Characterization of the extracellular matrix protein, beta-ig, during murine embryogenesis and its putative function as an adhesion molecule at the myotendinous junction

A novel protein named beta-ig has been discovered as the product of a transforming growth factor-β1 (TGF-β1) responsive gene. Consensus features within the amino acid sequence suggest beta-ig may associate with other molecules. One feature is a region of internal repeats similar to repeating sequences found in fasciclin-I, a nerve cell growth cone guidance molecule expressed in developing Drosophila.

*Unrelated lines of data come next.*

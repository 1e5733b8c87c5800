//! Broadcast campaigns (push, in-app, email)

use chrono::NaiveDateTime;
use serde::{Deserialize, Serialize};

use clubdeck_core::csv::Column;
use clubdeck_core::filter::{contains_ignore_case, Facet, Searchable};
use clubdeck_core::store::Record;

use crate::model::member::{cycle, Tier};

#[derive(Debug, Clone, Copy, PartialEq, Eq, Serialize, Deserialize)]
pub enum Channel {
    Push,
    InApp,
    Email,
}

impl Channel {
    pub fn label(&self) -> &'static str {
        match self {
            Channel::Push => "push",
            Channel::InApp => "inapp",
            Channel::Email => "email",
        }
    }
}

#[derive(Debug, Clone, Copy, PartialEq, Eq, Serialize, Deserialize)]
pub enum CampaignStatus {
    Draft,
    Scheduled,
    Sending,
    Sent,
    Cancelled,
}

impl CampaignStatus {
    pub fn label(&self) -> &'static str {
        match self {
            CampaignStatus::Draft => "Draft",
            CampaignStatus::Scheduled => "Scheduled",
            CampaignStatus::Sending => "Sending",
            CampaignStatus::Sent => "Sent",
            CampaignStatus::Cancelled => "Cancelled",
        }
    }
}

#[derive(Debug, Clone, Copy, PartialEq, Eq, Default, Serialize, Deserialize)]
pub struct CampaignMetrics {
    pub sent: u32,
    pub delivered: u32,
    pub opens: u32,
    pub clicks: u32,
    pub unsub: u32,
}

#[derive(Debug, Clone, PartialEq, Serialize, Deserialize)]
pub struct Campaign {
    pub id: String,
    pub name: String,
    pub channel: Channel,
    pub segments: Vec<Tier>,
    pub status: CampaignStatus,
    /// Email subject line; unused for push/in-app.
    pub subject: String,
    /// Push/in-app headline; unused for email.
    pub title: String,
    pub body: String,
    pub schedule_at: Option<NaiveDateTime>,
    pub metrics: CampaignMetrics,
    pub created_at: NaiveDateTime,
}

impl Campaign {
    /// Required-field check mirrored from the compose form: a name always,
    /// a subject when the channel is email. Returns the alert text that
    /// blocks the save, or `None` when the campaign is savable.
    pub fn validate(&self) -> Option<&'static str> {
        if self.name.trim().is_empty() {
            return Some("Campaign name is required.");
        }
        if self.channel == Channel::Email && self.subject.trim().is_empty() {
            return Some("Email campaigns need a subject.");
        }
        None
    }
}

impl Record for Campaign {
    fn id(&self) -> &str {
        &self.id
    }

    fn set_id(&mut self, id: String) {
        self.id = id;
    }
}

impl Searchable for Campaign {
    fn matches_query(&self, needle: &str) -> bool {
        contains_ignore_case(&self.name, needle)
            || contains_ignore_case(&self.subject, needle)
            || contains_ignore_case(&self.title, needle)
            || contains_ignore_case(&self.id, needle)
    }
}

#[derive(Debug, Clone, Copy, PartialEq, Eq, Default)]
pub enum ChannelFilter {
    #[default]
    All,
    Push,
    InApp,
    Email,
}

impl ChannelFilter {
    pub const VALUES: [Self; 4] = [Self::All, Self::Push, Self::InApp, Self::Email];

    pub fn label(&self) -> &'static str {
        match self {
            Self::All => "All",
            Self::Push => "Push",
            Self::InApp => "In-app",
            Self::Email => "Email",
        }
    }

    pub fn cycle(self) -> Self {
        cycle(&Self::VALUES, self)
    }
}

impl Facet<Campaign> for ChannelFilter {
    fn is_all(&self) -> bool {
        matches!(self, Self::All)
    }

    fn matches(&self, campaign: &Campaign) -> bool {
        match self {
            Self::All => true,
            Self::Push => campaign.channel == Channel::Push,
            Self::InApp => campaign.channel == Channel::InApp,
            Self::Email => campaign.channel == Channel::Email,
        }
    }
}

#[derive(Debug, Clone, Copy, PartialEq, Eq, Default)]
pub enum CampaignStatusFilter {
    #[default]
    All,
    Draft,
    Scheduled,
    Sending,
    Sent,
    Cancelled,
}

impl CampaignStatusFilter {
    pub const VALUES: [Self; 6] = [
        Self::All,
        Self::Draft,
        Self::Scheduled,
        Self::Sending,
        Self::Sent,
        Self::Cancelled,
    ];

    pub fn label(&self) -> &'static str {
        match self {
            Self::All => "All",
            Self::Draft => "Draft",
            Self::Scheduled => "Scheduled",
            Self::Sending => "Sending",
            Self::Sent => "Sent",
            Self::Cancelled => "Cancelled",
        }
    }

    pub fn cycle(self) -> Self {
        cycle(&Self::VALUES, self)
    }
}

impl Facet<Campaign> for CampaignStatusFilter {
    fn is_all(&self) -> bool {
        matches!(self, Self::All)
    }

    fn matches(&self, campaign: &Campaign) -> bool {
        match self {
            Self::All => true,
            Self::Draft => campaign.status == CampaignStatus::Draft,
            Self::Scheduled => campaign.status == CampaignStatus::Scheduled,
            Self::Sending => campaign.status == CampaignStatus::Sending,
            Self::Sent => campaign.status == CampaignStatus::Sent,
            Self::Cancelled => campaign.status == CampaignStatus::Cancelled,
        }
    }
}

pub fn export_columns() -> Vec<Column<Campaign>> {
    vec![
        Column {
            header: "ID",
            value: |c| c.id.clone(),
        },
        Column {
            header: "Name",
            value: |c| c.name.clone(),
        },
        Column {
            header: "Channel",
            value: |c| c.channel.label().to_string(),
        },
        Column {
            header: "Segments",
            value: |c| {
                c.segments
                    .iter()
                    .map(|t| t.label())
                    .collect::<Vec<_>>()
                    .join("|")
            },
        },
        Column {
            header: "Status",
            value: |c| c.status.label().to_string(),
        },
        Column {
            header: "Subject",
            value: |c| c.subject.clone(),
        },
        Column {
            header: "Title",
            value: |c| c.title.clone(),
        },
        Column {
            header: "ScheduledAt",
            value: |c| {
                c.schedule_at
                    .map(|d| d.format("%Y-%m-%d %H:%M").to_string())
                    .unwrap_or_default()
            },
        },
        Column {
            header: "Sent",
            value: |c| c.metrics.sent.to_string(),
        },
        Column {
            header: "Delivered",
            value: |c| c.metrics.delivered.to_string(),
        },
        Column {
            header: "Opens",
            value: |c| c.metrics.opens.to_string(),
        },
        Column {
            header: "Clicks",
            value: |c| c.metrics.clicks.to_string(),
        },
        Column {
            header: "Unsub",
            value: |c| c.metrics.unsub.to_string(),
        },
    ]
}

A second feature is an Arg-Gly-Asp (RGD) sequence near the carboxyl terminus, revealing the possibility that beta-ig may interact with members of the integrin family of cell adhesion molecules. Consistent with this latter possibility is the finding that a substratum composed of beta-ig supported attachment of human dermal fibroblasts (LeBaron, 1995). The spatial and temporal distribution of beta-ig during murine development has been studied here in order to obtain useful information to form hypotheses concerning the physiological function of beta-ig. Based on results showing that anti-beta-ig antibody stains regions where myofibrils attach near regions of developing cartilage and bone, in vitro attachment assays using myoblast cultures and purified, recombinant beta-ig were performed. Results are consistent with the hypothesis that beta-ig supports skeletal muscle cell attachment and possibly plays an adhesive role at developing myotendinous junctions (MTJs). Additional results, using a combination of immunofluorescence microscopy and inhibition assays, suggest skeletal muscle cell attachment to beta-ig: (i) is dose and time-responsive, (ii) divalent-cation dependent, (iii) mediated by the α7β1 integrin receptor, (iv) and promotes focal contacts lacking pp125fak and paxillin but containing α-actinin. Ultrastructure analysis indicates beta-ig is present in the extracellular space between myofibers and reveals the binding of beta-ig to ECM fibers in the intercellular space and to the myogenic cell membrane in vivo . Overall, results suggest that beta-ig serves as an attachment molecule at the MTJ and that the interaction of beta-ig with skeletal muscle cells may be physiologically significant to the development of skeletal muscle and particularly, the myotendinous junction.